Cypress Grove Chevre’s Goat Plans Draw Neighborhood Protest – June 7, 2011
Kevin L. Hoover
Eye Editor
Q STREET – Cypress Grove Chevre (CGC) is in escrow on 23 acres of what used to be the Gil’s Creamline Dairy on the Arcata Bottom. The world-renowned goat cheese company hopes to use the land for dairy goats, which would give it an in-house supply of milk for cheese production.
“We have a large demand and are always looking for new sources of milk,” said Bob McCall, sales manager. The company has at times been criticized for not having on-site goat milk production, and trucking in its supply.
McCall said that in the company’s early days, founder Mary Keehn kept goats to supply milk for its then-limited cheese production. When the chevremaker opened its Arcata Bottom facility, the volume of milk required could only be satisfied by tapping area goat ranches.

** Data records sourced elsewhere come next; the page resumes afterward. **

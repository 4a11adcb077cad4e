//! In-memory repository implementations.
//!
//! Each repository keeps its own record type and maps it to the protocol
//! value types on the way in and out. Tokens are never deleted; revocation
//! only flips the record status.

use std::sync::Arc;

use async_trait::async_trait;
use chrono::{DateTime, Utc};
use dashmap::DashMap;
use dashmap::mapref::entry::Entry;
use tracing::{debug, info};

use super::crypto;
use super::error::{FirebaseError, StorageError};
use super::repository::{
    AccessTokenRepository, ClientRepository, FirebaseUserRepository, IdentityRepository,
    RefreshTokenRepository, ScopeRepository,
};
use super::types::{
    AccessToken, Client, GrantType, MacAlgorithm, MacCredentials, RefreshToken, Scope, TokenKind,
    TokenStatus, User,
};

#[derive(Debug, Clone)]
struct ClientRecord {
    client: Client,
    secret_hash: Option<String>,
}

/// Clients held in memory. Secrets are stored as SHA-256 digests.
#[derive(Clone, Default)]
pub struct InMemoryClientRepository {
    clients: Arc<DashMap<String, ClientRecord>>,
}

impl InMemoryClientRepository {
    pub fn new() -> Self {
        Self::default()
    }

    /// Registers a client. A `secret` makes it confidential.
    pub fn with_client(self, client: Client, secret: Option<&str>) -> Self {
        self.insert(client, secret);
        self
    }

    pub fn insert(&self, mut client: Client, secret: Option<&str>) {
        client.confidential = secret.is_some();
        let record = ClientRecord {
            secret_hash: secret.map(crypto::hash_secret),
            client,
        };
        self.clients.insert(record.client.identifier.clone(), record);
    }
}

#[async_trait]
impl ClientRepository for InMemoryClientRepository {
    async fn get_client_entity(&self, identifier: &str) -> Result<Option<Client>, StorageError> {
        Ok(self.clients.get(identifier).map(|r| r.client.clone()))
    }

    async fn validate_client(
        &self,
        identifier: &str,
        secret: Option<&str>,
        grant_type: GrantType,
    ) -> Result<bool, StorageError> {
        let Some(record) = self.clients.get(identifier) else {
            return Ok(false);
        };
        let client = &record.client;
        if !client.is_active() {
            return Ok(false);
        }
        // refresh_token and revoke are open to every active client.
        let grant_permitted = matches!(grant_type, GrantType::RefreshToken | GrantType::Revoke)
            || client.grant_types.contains(&grant_type);
        if !grant_permitted {
            return Ok(false);
        }
        Ok(match (&record.secret_hash, secret) {
            (None, _) => true,
            (Some(hash), Some(secret)) => crypto::verify_secret(secret, hash),
            (Some(_), None) => false,
        })
    }
}

/// Scopes plus the client-to-scope links used by `finalize_scopes`.
#[derive(Clone, Default)]
pub struct InMemoryScopeRepository {
    scopes: Arc<DashMap<String, Scope>>,
    client_scopes: Arc<DashMap<String, Vec<String>>>,
}

impl InMemoryScopeRepository {
    pub fn new() -> Self {
        Self::default()
    }

    pub fn with_scope(self, scope: Scope) -> Self {
        self.scopes.insert(scope.identifier.clone(), scope);
        self
    }

    /// Makes `scope_id` available to `client_id`.
    pub fn with_client_scope(self, client_id: &str, scope_id: &str) -> Self {
        self.client_scopes
            .entry(client_id.to_string())
            .or_default()
            .push(scope_id.to_string());
        self
    }
}

#[async_trait]
impl ScopeRepository for InMemoryScopeRepository {
    async fn get_scope_entity_by_identifier(&self, identifier: &str) -> Result<Option<Scope>, StorageError> {
        Ok(self.scopes.get(identifier).map(|s| s.clone()))
    }

    async fn finalize_scopes(
        &self,
        requested: &[Scope],
        grant_type: GrantType,
        client: &Client,
        user_id: Option<&str>,
    ) -> Result<Vec<Scope>, StorageError> {
        let linked = self
            .client_scopes
            .get(&client.identifier)
            .map(|ids| ids.clone())
            .unwrap_or_default();

        let finalized = linked
            .iter()
            .filter_map(|id| self.scopes.get(id).map(|s| s.clone()))
            .filter(|scope| scope.permits(grant_type, user_id))
            .filter(|scope| {
                if requested.is_empty() {
                    scope.is_default
                } else {
                    requested.iter().any(|r| r.identifier == scope.identifier)
                }
            })
            .collect::<Vec<_>>();

        debug!(client_id = %client.identifier, grant_type = grant_type.as_str(), count = finalized.len(), "Finalized scopes");
        Ok(finalized)
    }
}

#[derive(Debug, Clone)]
struct AccessTokenRecord {
    identifier: String,
    client_id: String,
    user_id: Option<String>,
    scopes: Vec<String>,
    kind: TokenKind,
    /// Encrypted when the repository holds an encryption key.
    mac_key: Option<String>,
    mac_algorithm: Option<MacAlgorithm>,
    issued_at: DateTime<Utc>,
    expires_at: DateTime<Utc>,
    status: TokenStatus,
    updated_at: DateTime<Utc>,
}

/// Access tokens held in memory.
#[derive(Clone, Default)]
pub struct InMemoryAccessTokenRepository {
    records: Arc<DashMap<String, AccessTokenRecord>>,
    encryption_key: Option<String>,
}

impl InMemoryAccessTokenRepository {
    pub fn new() -> Self {
        Self::default()
    }

    /// Stores MAC keys encrypted with `encryption_key`.
    pub fn with_encryption_key(encryption_key: impl Into<String>) -> Self {
        Self {
            records: Arc::default(),
            encryption_key: Some(encryption_key.into()),
        }
    }

    fn to_record(&self, token: &AccessToken) -> Result<AccessTokenRecord, StorageError> {
        let mac_key = match (&token.mac, &self.encryption_key) {
            (Some(mac), Some(key)) => Some(
                crypto::encrypt_payload(&mac.key, key).map_err(StorageError::Backend)?,
            ),
            (Some(mac), None) => Some(mac.key.clone()),
            (None, _) => None,
        };
        let now = Utc::now();
        Ok(AccessTokenRecord {
            identifier: token.identifier.clone(),
            client_id: token.client.identifier.clone(),
            user_id: token.user_id.clone(),
            scopes: token.scope_identifiers(),
            kind: token.kind,
            mac_key,
            mac_algorithm: token.mac.as_ref().map(|m| m.algorithm),
            issued_at: token.issued_at,
            expires_at: token.expires_at,
            status: TokenStatus::Active,
            updated_at: now,
        })
    }

    /// MAC credentials of a stored token, decrypted.
    pub fn mac_credentials(&self, identifier: &str) -> Result<Option<MacCredentials>, StorageError> {
        let Some(record) = self.records.get(identifier) else {
            return Ok(None);
        };
        let (Some(stored), Some(algorithm)) = (&record.mac_key, record.mac_algorithm) else {
            return Ok(None);
        };
        let key = match &self.encryption_key {
            Some(enc) => crypto::decrypt_payload(stored, enc).map_err(StorageError::Backend)?,
            None => stored.clone(),
        };
        Ok(Some(MacCredentials { key, algorithm }))
    }

    /// Status of a stored token.
    pub fn status_of(&self, identifier: &str) -> Option<TokenStatus> {
        self.records.get(identifier).map(|r| r.status)
    }

    pub fn len(&self) -> usize {
        self.records.len()
    }

    pub fn is_empty(&self) -> bool {
        self.records.is_empty()
    }
}

#[async_trait]
impl AccessTokenRepository for InMemoryAccessTokenRepository {
    async fn persist_new_access_token(&self, token: &AccessToken) -> Result<(), StorageError> {
        let record = self.to_record(token)?;
        match self.records.entry(record.identifier.clone()) {
            Entry::Occupied(_) => Err(StorageError::UniqueViolation(record.identifier)),
            Entry::Vacant(slot) => {
                info!(token_id = %record.identifier, client_id = %record.client_id, "Saved access token");
                slot.insert(record);
                Ok(())
            }
        }
    }

    async fn revoke_access_token(&self, identifier: &str) -> Result<(), StorageError> {
        if let Some(mut record) = self.records.get_mut(identifier) {
            if record.status == TokenStatus::Active {
                record.status = TokenStatus::Revoked;
                record.updated_at = Utc::now();
                info!(token_id = %identifier, "Revoked access token");
            }
        }
        Ok(())
    }

    async fn is_access_token_revoked(&self, identifier: &str) -> Result<bool, StorageError> {
        Ok(self
            .records
            .get(identifier)
            .is_none_or(|r| r.status == TokenStatus::Revoked))
    }
}

#[async_trait]
impl IdentityRepository for InMemoryAccessTokenRepository {
    async fn find_identity_by_access_token(
        &self,
        access_token_id: &str,
        token_type: TokenKind,
    ) -> Result<Option<User>, StorageError> {
        Ok(self.records.get(access_token_id).and_then(|r| {
            if r.status != TokenStatus::Active || r.kind != token_type {
                return None;
            }
            r.user_id.clone().map(|identifier| User { identifier })
        }))
    }
}

#[derive(Debug, Clone)]
struct RefreshTokenRecord {
    identifier: String,
    access_token_id: String,
    expires_at: DateTime<Utc>,
    status: TokenStatus,
    updated_at: DateTime<Utc>,
}

/// Refresh tokens held in memory. Parent status is read from the access
/// token repository at persistence time.
#[derive(Clone)]
pub struct InMemoryRefreshTokenRepository {
    records: Arc<DashMap<String, RefreshTokenRecord>>,
    access_tokens: Arc<dyn AccessTokenRepository>,
}

impl InMemoryRefreshTokenRepository {
    pub fn new(access_tokens: Arc<dyn AccessTokenRepository>) -> Self {
        Self {
            records: Arc::default(),
            access_tokens,
        }
    }

    pub fn status_of(&self, identifier: &str) -> Option<TokenStatus> {
        self.records.get(identifier).map(|r| r.status)
    }

    pub fn expiry_of(&self, identifier: &str) -> Option<DateTime<Utc>> {
        self.records.get(identifier).map(|r| r.expires_at)
    }

    pub fn len(&self) -> usize {
        self.records.len()
    }

    pub fn is_empty(&self) -> bool {
        self.records.is_empty()
    }
}

#[async_trait]
impl RefreshTokenRepository for InMemoryRefreshTokenRepository {
    async fn persist_new_refresh_token(&self, token: &RefreshToken) -> Result<(), StorageError> {
        if self
            .access_tokens
            .is_access_token_revoked(&token.access_token_id)
            .await?
        {
            return Err(StorageError::InvariantViolation(
                "Cannot persist RefreshToken with an invalid or revoked AccessToken.".into(),
            ));
        }
        let record = RefreshTokenRecord {
            identifier: token.identifier.clone(),
            access_token_id: token.access_token_id.clone(),
            expires_at: token.expires_at,
            status: TokenStatus::Active,
            updated_at: Utc::now(),
        };
        match self.records.entry(record.identifier.clone()) {
            Entry::Occupied(_) => Err(StorageError::UniqueViolation(record.identifier)),
            Entry::Vacant(slot) => {
                info!(token_id = %record.identifier, access_token_id = %record.access_token_id, "Saved refresh token");
                slot.insert(record);
                Ok(())
            }
        }
    }

    async fn revoke_refresh_token(&self, identifier: &str) -> Result<(), StorageError> {
        if let Some(mut record) = self.records.get_mut(identifier) {
            if record.status == TokenStatus::Active {
                record.status = TokenStatus::Revoked;
                record.updated_at = Utc::now();
                info!(token_id = %identifier, "Revoked refresh token");
            }
        }
        Ok(())
    }

    async fn is_refresh_token_revoked(&self, identifier: &str) -> Result<bool, StorageError> {
        Ok(self
            .records
            .get(identifier)
            .is_none_or(|r| r.status == TokenStatus::Revoked))
    }

    async fn revoke_refresh_tokens_for_access_token(
        &self,
        access_token_id: &str,
    ) -> Result<(), StorageError> {
        let now = Utc::now();
        for mut record in self.records.iter_mut() {
            if record.access_token_id == access_token_id && record.status == TokenStatus::Active {
                record.status = TokenStatus::Revoked;
                record.updated_at = now;
            }
        }
        Ok(())
    }
}

/// Firebase ID token lookups answered from a fixed table.
#[derive(Clone, Default)]
pub struct InMemoryFirebaseUserRepository {
    outcomes: Arc<DashMap<String, Result<User, FirebaseError>>>,
}

impl InMemoryFirebaseUserRepository {
    pub fn new() -> Self {
        Self::default()
    }

    pub fn with_user(self, firebase_id: &str, user_id: &str) -> Self {
        self.outcomes.insert(
            firebase_id.to_string(),
            Ok(User {
                identifier: user_id.to_string(),
            }),
        );
        self
    }

    pub fn with_failure(self, firebase_id: &str, error: FirebaseError) -> Self {
        self.outcomes.insert(firebase_id.to_string(), Err(error));
        self
    }
}

#[async_trait]
impl FirebaseUserRepository for InMemoryFirebaseUserRepository {
    async fn get_user_entity_by_firebase_id(
        &self,
        firebase_id: &str,
        _grant_type: GrantType,
        _client: &Client,
    ) -> Result<User, FirebaseError> {
        self.outcomes
            .get(firebase_id)
            .map(|o| o.clone())
            .unwrap_or(Err(FirebaseError::InvalidToken))
    }
}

Now, said McCall, “we’re looking into creating some of our own again.”
Though the project has been eight years in the making, plans, McCall said, are still uncertain and tentative. He said the company preferred to complete the land acquisition and nail down other uncertainties before disclosing details.
“We do have a project that we’re formulating,” McCall said. “It isn’t finalized at all. At this point we aren’t really ready to say what it is. When we do we will be very clear and succinct.”
Neighbors react
In recent weeks, Cypress Grove contacted a couple of property owners neighboring the Gilardoni parcel, including Foster Avenue resident Carol McFarland and St. Mary’s Church, where a gift basket of chevre was left.
McFarland said that during a visit by CGC General Manager Karen Dressler in mid-May, the project was described in vague terms as a “goat pasture” which would have little impact on adjacent neighbors. McFarland initially expressed relief that such a project might protect the land against installation of a housing subdivision.
But last weekend, having gotten wind of the nascent project, other area residents grew alarmed at the fragmentary information available. Speculation – some of it apparently unfounded – fed fears of a much more massive installation than had been suggested.
As it turns out, up to 1,400 goats would be housed at the site in a large building. The prospect of that many goats on 23 acres adjacent to residential areas raised concerns about noise, smell, traffic and property value impacts, plus questions about disposition of the effluent the animals will generate.
McCall said the figure of 1,400 goats is “roughly right, probably a little high.” He insisted that “absolutely no misleading information at all” was provided during the “chance meetings” with neighbors.
Another hot rumor was that the goats’ wastes would be liquified and sprayed onto the grounds. McCall flatly denied that. He said the goat droppings will be collected and stored for giveaway as fertilizer.
Q Street resident Karen Davidson (see letters, page 7) listed numerous concerns, and is circulating a petition demanding a public hearing on the project. She called the project a “Concentrated Animal Feeding Operation” or CAFO.
McCall denied this. “That’s a term used to describe feedlots for meat animals,” he said. “It has nothing to do with what we’re doing.”
Davidson wondered how many trucks would be required to deliver feed for the goats, as 23 acres of pastureland can only support something over a hundred goats, not more than a thousand.
McCall responded that “at any goat dairy, food must be trucked in. Every goat dairy brings in grain.” Some grazing would occur on the land, augmenting the animals’ diet.
Davidson wondered whether antibiotics the goats might be treated with would, along with their urine, wind up in adjacent Janes Creek, eventually polluting the Marsh & Wildlife Sanctuary.
McCall said goats involved with chevre production cannot be given antibiotics, as it stifles the cultures that turn milk into cheese.
Neighbors Lee and Barbara Sobo also have a petition going. Their concerns echo Davidson’s, and they want a rigorous review of the project.
“We need an Environmental Impact Report to fully understand how this is going to impact the neighbors and the City,” Lee Sobo said.
No public hearing
Humboldt County Planner Bev Burks said that while no formal proposal has been made, from what she has heard about the project, it would be a “principally permitted” use of the agriculturally-zoned land and may not require any discretionary permits.
If that’s the case, approvals would be ministerial actions not requiring public hearings.
McCall said any project would be consistent with the land’s intended agricultural usage. “We’re very good stewards of the land here,” he said. “I think we have a good track record for the citizens and the environment.”
Protest planned
As the faint wisps of solid information spread among neighbors over the weekend, so did fear about a huge change in the neighborhood’s quality of life.
On Tuesday, the inevitable Facebook page was born, titled “Stop the Industrial Dairy in Arcata.”
A protest was also planned for Tuesday at 3 p.m. at Cypress Grove Chevre’s Q Street gate.